Stored items
use std::sync::{Arc, LazyLock, Once, OnceLock};

use alloy_primitives::{aliases::B32, fixed_bytes};
use ream_consensus_misc::{constants::SLOTS_PER_EPOCH, fork::Fork, misc::compute_epoch_at_slot};
use serde::Deserialize;

use crate::fork_name::ForkName;

pub static HAS_NETWORK_SPEC_BEEN_INITIALIZED: Once = Once::new();

/// Installs [DEV] as the process-wide spec unless one has already been installed.
pub fn initialize_test_network_spec() {
    HAS_NETWORK_SPEC_BEEN_INITIALIZED.call_once(|| {
        let _ = BEACON_NETWORK_SPEC.set(DEV.clone());
    });
}

#[derive(Debug, Clone, PartialEq, Eq)]
pub enum Network {
    Mainnet,
    Dev,
    Custom(String),
}

impl<'de> Deserialize<'de> for Network {
    fn deserialize<D>(deserializer: D) -> Result<Self, D::Error>
    where
        D: serde::Deserializer<'de>,
    {
        match String::deserialize(deserializer)?.as_str() {
            "mainnet" => Ok(Network::Mainnet),
            "dev" => Ok(Network::Dev),
            custom => Ok(Network::Custom(custom.to_string())),
        }
    }
}

static BEACON_NETWORK_SPEC: OnceLock<Arc<BeaconNetworkSpec>> = OnceLock::new();

/// MUST be called only once at the start of the application to initialize static
/// [BeaconNetworkSpec].
///
/// The static `BeaconNetworkSpec` can be accessed using [beacon_network_spec].
///
/// # Panics
///
/// Panics if this function is called more than once.
pub fn set_beacon_network_spec(network_spec: Arc<BeaconNetworkSpec>) {
    BEACON_NETWORK_SPEC
        .set(network_spec)
        .expect("BeaconNetworkSpec should be set only once at the start of the application");
}

/// Returns the static [BeaconNetworkSpec] initialized by [set_beacon_network_spec].
///
/// # Panics
///
/// Panics if [set_beacon_network_spec] wasn't called before this function.
pub fn beacon_network_spec() -> Arc<BeaconNetworkSpec> {
    BEACON_NETWORK_SPEC
        .get()
        .expect("BeaconNetworkSpec wasn't set")
        .clone()
}

/// Runtime configuration of a network. Keys follow the upper-case names of the consensus
/// `config.yaml`; keys not listed here are ignored.
#[derive(Clone, Debug, Eq, PartialEq, Deserialize)]
#[serde(rename_all = "UPPERCASE")]
pub struct BeaconNetworkSpec {
    pub preset_base: String,
    #[serde(rename = "CONFIG_NAME")]
    pub network: Network,

    // Genesis
    pub min_genesis_time: u64,
    pub genesis_fork_version: B32,

    // Forking
    pub altair_fork_version: B32,
    pub altair_fork_epoch: u64,

    // Time parameters
    pub seconds_per_slot: u64,
    pub min_validator_withdrawability_delay: u64,
    pub shard_committee_period: u64,

    // Validator cycle
    pub inactivity_score_bias: u64,
    pub inactivity_score_recovery_rate: u64,
    pub ejection_balance: u64,
    pub min_per_epoch_churn_limit: u64,
    pub churn_limit_quotient: u64,
}

impl BeaconNetworkSpec {
    pub fn fork_name_at_epoch(&self, epoch: u64) -> ForkName {
        if epoch >= self.altair_fork_epoch {
            ForkName::Altair
        } else {
            ForkName::Phase0
        }
    }

    pub fn fork_name_at_slot(&self, slot: u64) -> ForkName {
        self.fork_name_at_epoch(compute_epoch_at_slot(slot))
    }

    pub fn fork_version(&self, fork_name: ForkName) -> B32 {
        match fork_name {
            ForkName::Phase0 => self.genesis_fork_version,
            ForkName::Altair => self.altair_fork_version,
        }
    }

    /// The `Fork` a state carries while `epoch` is its current epoch.
    pub fn fork_at_epoch(&self, epoch: u64) -> Fork {
        match self.fork_name_at_epoch(epoch) {
            ForkName::Phase0 => Fork {
                previous_version: self.genesis_fork_version,
                current_version: self.genesis_fork_version,
                epoch: 0,
            },
            ForkName::Altair => Fork {
                previous_version: self.genesis_fork_version,
                current_version: self.altair_fork_version,
                epoch: self.altair_fork_epoch,
            },
        }
    }

    /// Returns true if `slot` is the first slot of the altair fork epoch.
    pub fn is_altair_upgrade_slot(&self, slot: u64) -> bool {
        slot % SLOTS_PER_EPOCH == 0
            && compute_epoch_at_slot(slot) == self.altair_fork_epoch
    }
}

pub static MAINNET: LazyLock<Arc<BeaconNetworkSpec>> = LazyLock::new(|| {
    BeaconNetworkSpec {
        preset_base: "mainnet".to_string(),
        network: Network::Mainnet,
        min_genesis_time: 1606824000,
        genesis_fork_version: fixed_bytes!("0x00000000"),
        altair_fork_version: fixed_bytes!("0x01000000"),
        altair_fork_epoch: 74240,
        seconds_per_slot: 12,
        min_validator_withdrawability_delay: 256,
        shard_committee_period: 256,
        inactivity_score_bias: 4,
        inactivity_score_recovery_rate: 16,
        ejection_balance: 16000000000,
        min_per_epoch_churn_limit: 4,
        churn_limit_quotient: 65536,
    }
    .into()
});

/// Mainnet parameters with altair scheduled two epochs after genesis.
pub static DEV: LazyLock<Arc<BeaconNetworkSpec>> = LazyLock::new(|| {
    BeaconNetworkSpec {
        preset_base: "mainnet".to_string(),
        network: Network::Dev,
        min_genesis_time: 1606824000,
        genesis_fork_version: fixed_bytes!("0x00000001"),
        altair_fork_version: fixed_bytes!("0x01000001"),
        altair_fork_epoch: 2,
        seconds_per_slot: 12,
        min_validator_withdrawability_delay: 256,
        shard_committee_period: 256,
        inactivity_score_bias: 4,
        inactivity_score_recovery_rate: 16,
        ejection_balance: 16000000000,
        min_per_epoch_churn_limit: 4,
        churn_limit_quotient: 65536,
    }
    .into()
});

#[cfg(test)]
mod tests {
    use rstest::rstest;

    use super::*;

    #[rstest]
    #[case(0, ForkName::Phase0)]
    #[case(1, ForkName::Phase0)]
    #[case(2, ForkName::Altair)]
    #[case(1000, ForkName::Altair)]
    fn test_dev_fork_schedule(#[case] epoch: u64, #[case] expected: ForkName) {
        assert_eq!(DEV.fork_name_at_epoch(epoch), expected);
        assert_eq!(DEV.fork_at_epoch(epoch).current_version, DEV.fork_version(expected));
    }

    #[test]
    fn test_upgrade_slot() {
        assert!(DEV.is_altair_upgrade_slot(64));
        assert!(!DEV.is_altair_upgrade_slot(65));
        assert!(!DEV.is_altair_upgrade_slot(96));
        assert_eq!(MAINNET.fork_name_at_slot(74240 * 32 - 1), ForkName::Phase0);
        assert_eq!(MAINNET.fork_name_at_slot(74240 * 32), ForkName::Altair);
    }

    #[test]
    fn test_initialize_test_network_spec_is_idempotent() {
        initialize_test_network_spec();
        initialize_test_network_spec();
        assert_eq!(beacon_network_spec().network, Network::Dev);
    }
}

THE TASK — Restate every record verbatim.

ANSWER SECTION —
use std::sync::{Arc, LazyLock, Once, OnceLock};

use alloy_primitives::{aliases::B32, fixed_bytes};
use ream_consensus_misc::{constants::SLOTS_PER_EPOCH, fork::Fork, misc::compute_epoch_at_slot};
use serde::Deserialize;

use crate::fork_name::ForkName;

pub static HAS_NETWORK_SPEC_BEEN_INITIALIZED: Once = Once::new();

/// Installs [DEV] as the process-wide spec unless one has already been installed.
pub fn initialize_test_network_spec() {
    HAS_NETWORK_SPEC_BEEN_INITIALIZED.call_once(|| {
        let _ = BEACON_NETWORK_SPEC.set(DEV.clone());
    });
}

#[derive(Debug, Clone, PartialEq, Eq)]
pub enum Network {
    Mainnet,
    Dev,
    Custom(String),
}

impl<'de> Deserialize<'de> for Network {
    fn deserialize<D>(deserializer: D) -> Result<Self, D::Error>
    where
        D: serde::Deserializer<'de>,
    {
        match String::deserialize(deserializer)?.as_str() {
            "mainnet" => Ok(Network::Mainnet),
            "dev" => Ok(Network::Dev),
            custom => Ok(Network::Custom(custom.to_string())),
        }
    }
}

static BEACON_NETWORK_SPEC: OnceLock<Arc<BeaconNetworkSpec>> = OnceLock::new();

/// MUST be called only once at the start of the application to initialize static
/// [BeaconNetworkSpec].
///
/// The static `BeaconNetworkSpec` can be accessed using [beacon_network_spec].
///
/// # Panics
///
/// Panics if this function is called more than once.
pub fn set_beacon_network_spec(network_spec: Arc<BeaconNetworkSpec>) {
    BEACON_NETWORK_SPEC
        .set(network_spec)
        .expect("BeaconNetworkSpec should be set only once at the start of the application");
}

/// Returns the static [BeaconNetworkSpec] initialized by [set_beacon_network_spec].
///
/// # Panics
///
/// Panics if [set_beacon_network_spec] wasn't called before this function.
pub fn beacon_network_spec() -> Arc<BeaconNetworkSpec> {
    BEACON_NETWORK_SPEC
        .get()
        .expect("BeaconNetworkSpec wasn't set")
        .clone()
}

/// Runtime configuration of a network. Keys follow the upper-case names of the consensus
/// `config.yaml`; keys not listed here are ignored.
#[derive(Clone, Debug, Eq, PartialEq, Deserialize)]
#[serde(rename_all = "UPPERCASE")]
pub struct BeaconNetworkSpec {
    pub preset_base: String,
    #[serde(rename = "CONFIG_NAME")]
    pub network: Network,

    // Genesis
    pub min_genesis_time: u64,
    pub genesis_fork_version: B32,

    // Forking
    pub altair_fork_version: B32,
    pub altair_fork_epoch: u64,

    // Time parameters
    pub seconds_per_slot: u64,
    pub min_validator_withdrawability_delay: u64,
    pub shard_committee_period: u64,

    // Validator cycle
    pub inactivity_score_bias: u64,
    pub inactivity_score_recovery_rate: u64,
    pub ejection_balance: u64,
    pub min_per_epoch_churn_limit: u64,
    pub churn_limit_quotient: u64,
}

impl BeaconNetworkSpec {
    pub fn fork_name_at_epoch(&self, epoch: u64) -> ForkName {
        if epoch >= self.altair_fork_epoch {
            ForkName::Altair
        } else {
            ForkName::Phase0
        }
    }

    pub fn fork_name_at_slot(&self, slot: u64) -> ForkName {
        self.fork_name_at_epoch(compute_epoch_at_slot(slot))
    }

    pub fn fork_version(&self, fork_name: ForkName) -> B32 {
        match fork_name {
            ForkName::Phase0 => self.genesis_fork_version,
            ForkName::Altair => self.altair_fork_version,
        }
    }

    /// The `Fork` a state carries while `epoch` is its current epoch.
    pub fn fork_at_epoch(&self, epoch: u64) -> Fork {
        match self.fork_name_at_epoch(epoch) {
            ForkName::Phase0 => Fork {
                previous_version: self.genesis_fork_version,
                current_version: self.genesis_fork_version,
                epoch: 0,
            },
            ForkName::Altair => Fork {
                previous_version: self.genesis_fork_version,
                current_version: self.altair_fork_version,
                epoch: self.altair_fork_epoch,
            },
        }
    }

    /// Returns true if `slot` is the first slot of the altair fork epoch.
    pub fn is_altair_upgrade_slot(&self, slot: u64) -> bool {
        slot % SLOTS_PER_EPOCH == 0
            && compute_epoch_at_slot(slot) == self.altair_fork_epoch
    }
}

pub static MAINNET: LazyLock<Arc<BeaconNetworkSpec>> = LazyLock::new(|| {
    BeaconNetworkSpec {
        preset_base: "mainnet".to_string(),
        network: Network::Mainnet,
        min_genesis_time: 1606824000,
        genesis_fork_version: fixed_bytes!("0x00000000"),
        altair_fork_version: fixed_bytes!("0x01000000"),
        altair_fork_epoch: 74240,
        seconds_per_slot: 12,
        min_validator_withdrawability_delay: 256,
        shard_committee_period: 256,
        inactivity_score_bias: 4,
        inactivity_score_recovery_rate: 16,
        ejection_balance: 16000000000,
        min_per_epoch_churn_limit: 4,
        churn_limit_quotient: 65536,
    }
    .into()
});

/// Mainnet parameters with altair scheduled two epochs after genesis.
pub static DEV: LazyLock<Arc<BeaconNetworkSpec>> = LazyLock::new(|| {
    BeaconNetworkSpec {
        preset_base: "mainnet".to_string(),
        network: Network::Dev,
        min_genesis_time: 1606824000,
        genesis_fork_version: fixed_bytes!("0x00000001"),
        altair_fork_version: fixed_bytes!("0x01000001"),
        altair_fork_epoch: 2,
        seconds_per_slot: 12,
        min_validator_withdrawability_delay: 256,
        shard_committee_period: 256,
        inactivity_score_bias: 4,
        inactivity_score_recovery_rate: 16,
        ejection_balance: 16000000000,
        min_per_epoch_churn_limit: 4,
        churn_limit_quotient: 65536,
    }
    .into()
});

#[cfg(test)]
mod tests {
    use rstest::rstest;

    use super::*;

    #[rstest]
    #[case(0, ForkName::Phase0)]
    #[case(1, ForkName::Phase0)]
    #[case(2, ForkName::Altair)]
    #[case(1000, ForkName::Altair)]
    fn test_dev_fork_schedule(#[case] epoch: u64, #[case] expected: ForkName) {
        assert_eq!(DEV.fork_name_at_epoch(epoch), expected);
        assert_eq!(DEV.fork_at_epoch(epoch).current_version, DEV.fork_version(expected));
    }

    #[test]
    fn test_upgrade_slot() {
        assert!(DEV.is_altair_upgrade_slot(64));
        assert!(!DEV.is_altair_upgrade_slot(65));
        assert!(!DEV.is_altair_upgrade_slot(96));
        assert_eq!(MAINNET.fork_name_at_slot(74240 * 32 - 1), ForkName::Phase0);
        assert_eq!(MAINNET.fork_name_at_slot(74240 * 32), ForkName::Altair);
    }

    #[test]
    fn test_initialize_test_network_spec_is_idempotent() {
        initialize_test_network_spec();
        initialize_test_network_spec();
        assert_eq!(beacon_network_spec().network, Network::Dev);
    }
}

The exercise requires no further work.